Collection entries

'''

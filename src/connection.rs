//! Ownership of the device link.
//!
//! [`GattLink`] is the transport seam: BlueZ in production
//! ([`BluezLink`](crate::bluetooth::BluezLink), feature `bluez`) and the
//! in-process [`SimulatedLink`](crate::simulator::SimulatedLink) otherwise.
//! [`ConnectionManager`] wraps one link and adds the bookkeeping the capture
//! driver relies on: the set of active subscriptions, idempotent teardown,
//! and the single capture slot.

use std::collections::HashSet;
use std::future::Future;
use std::sync::atomic::{AtomicBool, Ordering};
use std::sync::{Arc, Mutex};

use log::{debug, info, warn};

use crate::errors::{CaptureError, ConnectionError};
use crate::protocol::Characteristic;

/// Callback run once per notification, on the transport's delivery context.
pub type NotificationHandler = Arc<dyn Fn(&[u8]) + Send + Sync>;

/// A connected GATT peripheral exposing the capture characteristics.
pub trait GattLink: Send + Sync {
    fn address(&self) -> &str;

    fn is_connected(&self) -> bool;

    /// Enable notifications and route each one to `handler`.
    fn subscribe(
        &self,
        characteristic: Characteristic,
        handler: NotificationHandler,
    ) -> impl Future<Output = Result<(), ConnectionError>> + Send;

    fn unsubscribe(
        &self,
        characteristic: Characteristic,
    ) -> impl Future<Output = Result<(), ConnectionError>> + Send;

    /// Write `value`; `require_ack` selects write-with-response.
    fn write(
        &self,
        characteristic: Characteristic,
        value: &[u8],
        require_ack: bool,
    ) -> impl Future<Output = Result<(), ConnectionError>> + Send;

    fn disconnect(&self) -> impl Future<Output = Result<(), ConnectionError>> + Send;
}

/// Owner of one device link.
pub struct ConnectionManager<L: GattLink> {
    link: L,
    subscriptions: Mutex<HashSet<Characteristic>>,
    capture_active: AtomicBool,
    closed: AtomicBool,
}

impl<L: GattLink> ConnectionManager<L> {
    pub fn new(link: L) -> Self {
        info!("link ready: address={}", link.address());
        Self {
            link,
            subscriptions: Mutex::new(HashSet::new()),
            capture_active: AtomicBool::new(false),
            closed: AtomicBool::new(false),
        }
    }

    pub fn link(&self) -> &L {
        &self.link
    }

    pub fn address(&self) -> &str {
        self.link.address()
    }

    pub fn is_connected(&self) -> bool {
        !self.closed.load(Ordering::SeqCst) && self.link.is_connected()
    }

    /// Characteristics with notifications currently enabled.
    pub fn active_subscriptions(&self) -> Vec<Characteristic> {
        let mut active: Vec<_> = self.lock_subscriptions().iter().copied().collect();
        active.sort();
        active
    }

    pub async fn subscribe(
        &self,
        characteristic: Characteristic,
        handler: NotificationHandler,
    ) -> Result<(), ConnectionError> {
        if !self.is_connected() {
            return Err(ConnectionError::NotConnected);
        }
        self.link.subscribe(characteristic, handler).await?;
        self.lock_subscriptions().insert(characteristic);
        debug!(
            "subscribed: address={}, characteristic={:?}",
            self.address(),
            characteristic
        );
        Ok(())
    }

    /// Best-effort; unsubscribing an inactive characteristic is a no-op.
    pub async fn unsubscribe(&self, characteristic: Characteristic) {
        if !self.lock_subscriptions().remove(&characteristic) {
            return;
        }
        if let Err(e) = self.link.unsubscribe(characteristic).await {
            warn!(
                "unsubscribe failed: address={}, characteristic={:?}, error={}",
                self.address(),
                characteristic,
                e
            );
        }
    }

    pub async fn write_command(
        &self,
        characteristic: Characteristic,
        value: &[u8],
        require_ack: bool,
    ) -> Result<(), ConnectionError> {
        if !self.is_connected() {
            return Err(ConnectionError::WriteFailed("link is not connected".into()));
        }
        self.link
            .write(characteristic, value, require_ack)
            .await
            .map_err(|e| match e {
                ConnectionError::WriteFailed(reason) => ConnectionError::WriteFailed(reason),
                other => ConnectionError::WriteFailed(other.to_string()),
            })
    }

    /// Best-effort and idempotent.
    pub async fn disconnect(&self) {
        if self.closed.swap(true, Ordering::SeqCst) {
            return;
        }
        for characteristic in self.active_subscriptions() {
            self.unsubscribe(characteristic).await;
        }
        if !self.link.is_connected() {
            debug!("disconnect: link already down, address={}", self.address());
            return;
        }
        match self.link.disconnect().await {
            Ok(()) => info!("disconnected: address={}", self.address()),
            Err(e) => warn!("disconnect failed: address={}, error={}", self.address(), e),
        }
    }

    /// Claim the link's capture slot until the returned guard is dropped.
    pub fn begin_capture(&self) -> Result<CaptureSlot<'_>, CaptureError> {
        if self
            .capture_active
            .compare_exchange(false, true, Ordering::SeqCst, Ordering::SeqCst)
            .is_err()
        {
            return Err(CaptureError::Busy);
        }
        Ok(CaptureSlot {
            flag: &self.capture_active,
        })
    }

    pub fn capture_in_progress(&self) -> bool {
        self.capture_active.load(Ordering::SeqCst)
    }

    fn lock_subscriptions(&self) -> std::sync::MutexGuard<'_, HashSet<Characteristic>> {
        self.subscriptions.lock().unwrap_or_else(|e| e.into_inner())
    }
}

/// Exclusive right to run a capture on a link.
#[must_use = "the capture slot is released when dropped"]
pub struct CaptureSlot<'a> {
    flag: &'a AtomicBool,
}

impl Drop for CaptureSlot<'_> {
    fn drop(&mut self) {
        self.flag.store(false, Ordering::SeqCst);
    }
}

#[cfg(test)]
mod tests {
    use super::*;
    use crate::simulator::SimulatedLink;

    fn noop() -> NotificationHandler {
        Arc::new(|_data: &[u8]| {})
    }

    #[tokio::test]
    async fn subscribe_tracks_active_characteristics() {
        let manager = ConnectionManager::new(SimulatedLink::new("AA:BB:CC:DD:EE:FF"));
        manager
            .subscribe(Characteristic::Status, noop())
            .await
            .unwrap();
        manager
            .subscribe(Characteristic::AccelData, noop())
            .await
            .unwrap();
        assert_eq!(
            manager.active_subscriptions(),
            vec![Characteristic::AccelData, Characteristic::Status]
        );

        manager.unsubscribe(Characteristic::Status).await;
        manager.unsubscribe(Characteristic::Status).await;
        assert_eq!(
            manager.active_subscriptions(),
            vec![Characteristic::AccelData]
        );
        assert!(!manager.link().is_subscribed(Characteristic::Status));
    }

    #[tokio::test]
    async fn write_fails_when_disconnected() {
        let manager = ConnectionManager::new(SimulatedLink::new("AA:BB:CC:DD:EE:FF"));
        manager.disconnect().await;
        let err = manager
            .write_command(Characteristic::Command, &[1], true)
            .await
            .unwrap_err();
        assert!(matches!(err, ConnectionError::WriteFailed(_)));
        assert!(manager.link().writes().is_empty());
    }

    #[tokio::test]
    async fn rejected_write_maps_to_write_failed() {
        let link = SimulatedLink::new("AA:BB:CC:DD:EE:FF");
        link.reject_writes(true);
        let manager = ConnectionManager::new(link);
        let err = manager
            .write_command(Characteristic::Command, &[1], true)
            .await
            .unwrap_err();
        assert!(matches!(err, ConnectionError::WriteFailed(_)));
    }

    #[tokio::test]
    async fn disconnect_is_idempotent_and_drops_subscriptions() {
        let manager = ConnectionManager::new(SimulatedLink::new("AA:BB:CC:DD:EE:FF"));
        manager
            .subscribe(Characteristic::Status, noop())
            .await
            .unwrap();

        manager.disconnect().await;
        manager.disconnect().await;

        assert!(!manager.is_connected());
        assert!(manager.active_subscriptions().is_empty());
        assert_eq!(
            manager.subscribe(Characteristic::Status, noop()).await,
            Err(ConnectionError::NotConnected)
        );
    }

    #[tokio::test]
    async fn disconnect_of_dropped_link_is_noop() {
        let link = SimulatedLink::new("AA:BB:CC:DD:EE:FF");
        link.drop_link();
        let manager = ConnectionManager::new(link);
        manager.disconnect().await;
        assert!(!manager.is_connected());
    }

    #[test]
    fn capture_slot_is_exclusive() {
        let manager = ConnectionManager::new(SimulatedLink::new("AA:BB:CC:DD:EE:FF"));
        let slot = manager.begin_capture().unwrap();
        assert!(manager.capture_in_progress());
        assert!(matches!(manager.begin_capture(), Err(CaptureError::Busy)));
        drop(slot);
        assert!(!manager.capture_in_progress());
        assert!(manager.begin_capture().is_ok());
    }
}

'''

### [Exercise details]
Where a line of the entries holds the string "Busy", include it in the count, and give only the final number.

### [Answer section]
2